Required work | Count the lines in the data below holding the string "addrs" and write the total by itself.

▼

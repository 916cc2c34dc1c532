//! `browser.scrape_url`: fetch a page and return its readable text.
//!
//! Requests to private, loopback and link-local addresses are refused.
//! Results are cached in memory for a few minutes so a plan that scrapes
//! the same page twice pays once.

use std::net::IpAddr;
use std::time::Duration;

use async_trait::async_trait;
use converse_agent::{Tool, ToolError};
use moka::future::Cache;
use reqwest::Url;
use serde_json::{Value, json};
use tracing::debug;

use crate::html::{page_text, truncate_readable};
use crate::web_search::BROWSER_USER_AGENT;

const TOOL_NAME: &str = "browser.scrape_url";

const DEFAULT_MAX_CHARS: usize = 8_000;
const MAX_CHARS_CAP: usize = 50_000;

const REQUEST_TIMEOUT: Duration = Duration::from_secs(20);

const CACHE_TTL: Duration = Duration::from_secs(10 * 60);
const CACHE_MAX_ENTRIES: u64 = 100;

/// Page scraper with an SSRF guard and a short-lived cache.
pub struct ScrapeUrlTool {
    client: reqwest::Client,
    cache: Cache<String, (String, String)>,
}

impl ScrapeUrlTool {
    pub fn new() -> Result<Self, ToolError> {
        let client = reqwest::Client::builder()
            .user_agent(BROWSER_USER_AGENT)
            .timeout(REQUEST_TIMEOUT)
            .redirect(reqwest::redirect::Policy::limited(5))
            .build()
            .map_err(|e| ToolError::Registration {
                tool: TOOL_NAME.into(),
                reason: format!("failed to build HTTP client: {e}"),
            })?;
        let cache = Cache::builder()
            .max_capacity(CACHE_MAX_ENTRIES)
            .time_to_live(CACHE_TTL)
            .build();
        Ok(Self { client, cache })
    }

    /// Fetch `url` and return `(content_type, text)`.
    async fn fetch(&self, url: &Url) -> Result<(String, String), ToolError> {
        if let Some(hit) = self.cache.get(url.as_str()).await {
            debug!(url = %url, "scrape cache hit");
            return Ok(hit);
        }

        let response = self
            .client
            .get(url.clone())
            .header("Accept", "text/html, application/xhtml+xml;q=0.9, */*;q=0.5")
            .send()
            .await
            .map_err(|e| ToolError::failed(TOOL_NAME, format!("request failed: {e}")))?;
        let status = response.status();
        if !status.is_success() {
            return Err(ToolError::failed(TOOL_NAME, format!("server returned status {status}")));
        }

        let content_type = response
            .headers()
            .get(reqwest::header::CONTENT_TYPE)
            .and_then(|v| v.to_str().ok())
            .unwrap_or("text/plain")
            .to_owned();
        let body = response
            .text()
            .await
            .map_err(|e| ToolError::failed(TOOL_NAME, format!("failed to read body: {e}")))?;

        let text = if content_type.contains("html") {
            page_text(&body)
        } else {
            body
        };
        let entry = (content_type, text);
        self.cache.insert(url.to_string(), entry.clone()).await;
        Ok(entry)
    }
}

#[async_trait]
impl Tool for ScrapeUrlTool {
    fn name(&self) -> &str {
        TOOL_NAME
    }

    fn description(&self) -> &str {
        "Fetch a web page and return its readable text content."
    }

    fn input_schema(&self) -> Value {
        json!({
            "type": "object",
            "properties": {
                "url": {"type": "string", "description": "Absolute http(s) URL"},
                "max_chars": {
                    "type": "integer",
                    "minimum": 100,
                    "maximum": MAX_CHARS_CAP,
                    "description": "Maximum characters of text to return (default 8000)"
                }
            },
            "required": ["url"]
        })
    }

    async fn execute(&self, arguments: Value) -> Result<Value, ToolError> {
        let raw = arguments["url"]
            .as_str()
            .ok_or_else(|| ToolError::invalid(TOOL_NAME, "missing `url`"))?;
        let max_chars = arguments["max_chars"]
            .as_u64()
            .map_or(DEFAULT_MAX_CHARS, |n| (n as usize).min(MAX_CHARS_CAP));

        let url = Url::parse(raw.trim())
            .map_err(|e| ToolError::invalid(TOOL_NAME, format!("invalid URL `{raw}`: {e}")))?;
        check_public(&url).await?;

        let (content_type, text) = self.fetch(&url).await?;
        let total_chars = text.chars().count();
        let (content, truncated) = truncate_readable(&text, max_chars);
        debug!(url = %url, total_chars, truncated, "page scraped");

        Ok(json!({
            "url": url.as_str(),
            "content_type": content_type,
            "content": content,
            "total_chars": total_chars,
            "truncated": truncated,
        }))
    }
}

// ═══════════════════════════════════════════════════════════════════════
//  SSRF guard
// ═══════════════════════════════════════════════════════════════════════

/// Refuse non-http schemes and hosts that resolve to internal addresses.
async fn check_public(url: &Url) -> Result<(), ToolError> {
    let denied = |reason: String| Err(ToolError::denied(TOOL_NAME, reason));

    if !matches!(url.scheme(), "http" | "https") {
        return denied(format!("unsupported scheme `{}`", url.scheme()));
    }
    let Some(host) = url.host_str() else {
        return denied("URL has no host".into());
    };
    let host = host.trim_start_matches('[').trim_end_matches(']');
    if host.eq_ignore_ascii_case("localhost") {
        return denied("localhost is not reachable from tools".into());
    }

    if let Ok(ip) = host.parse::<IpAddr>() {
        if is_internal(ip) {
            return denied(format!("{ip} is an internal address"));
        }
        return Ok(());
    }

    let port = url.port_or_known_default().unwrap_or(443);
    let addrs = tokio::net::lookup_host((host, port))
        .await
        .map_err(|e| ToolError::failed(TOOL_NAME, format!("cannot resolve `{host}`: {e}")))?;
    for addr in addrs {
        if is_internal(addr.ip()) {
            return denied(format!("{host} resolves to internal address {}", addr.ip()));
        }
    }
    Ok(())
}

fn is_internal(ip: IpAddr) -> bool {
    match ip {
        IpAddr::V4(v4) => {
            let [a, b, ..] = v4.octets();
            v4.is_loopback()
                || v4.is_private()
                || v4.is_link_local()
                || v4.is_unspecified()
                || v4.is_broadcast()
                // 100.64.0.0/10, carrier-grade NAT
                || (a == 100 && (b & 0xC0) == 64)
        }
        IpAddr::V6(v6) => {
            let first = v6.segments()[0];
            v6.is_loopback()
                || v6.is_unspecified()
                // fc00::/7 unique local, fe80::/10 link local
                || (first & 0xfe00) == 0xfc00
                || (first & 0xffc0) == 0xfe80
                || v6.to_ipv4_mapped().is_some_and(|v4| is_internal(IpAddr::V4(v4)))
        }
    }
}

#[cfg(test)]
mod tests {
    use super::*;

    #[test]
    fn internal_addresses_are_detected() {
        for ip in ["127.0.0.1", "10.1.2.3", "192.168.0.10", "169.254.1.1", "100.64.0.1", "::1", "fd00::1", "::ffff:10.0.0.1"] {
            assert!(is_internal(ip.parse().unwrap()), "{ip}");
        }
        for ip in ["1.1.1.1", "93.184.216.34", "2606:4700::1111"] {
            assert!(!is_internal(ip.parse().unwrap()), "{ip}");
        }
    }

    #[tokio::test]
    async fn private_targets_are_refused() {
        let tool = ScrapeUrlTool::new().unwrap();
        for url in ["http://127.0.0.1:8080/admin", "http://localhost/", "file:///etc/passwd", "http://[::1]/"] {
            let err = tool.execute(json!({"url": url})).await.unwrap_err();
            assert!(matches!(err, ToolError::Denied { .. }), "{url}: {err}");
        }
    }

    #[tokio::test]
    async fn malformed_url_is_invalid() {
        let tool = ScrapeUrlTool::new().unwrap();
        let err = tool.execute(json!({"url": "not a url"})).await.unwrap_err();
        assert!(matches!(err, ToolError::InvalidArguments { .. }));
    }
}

▲

Written reply | 2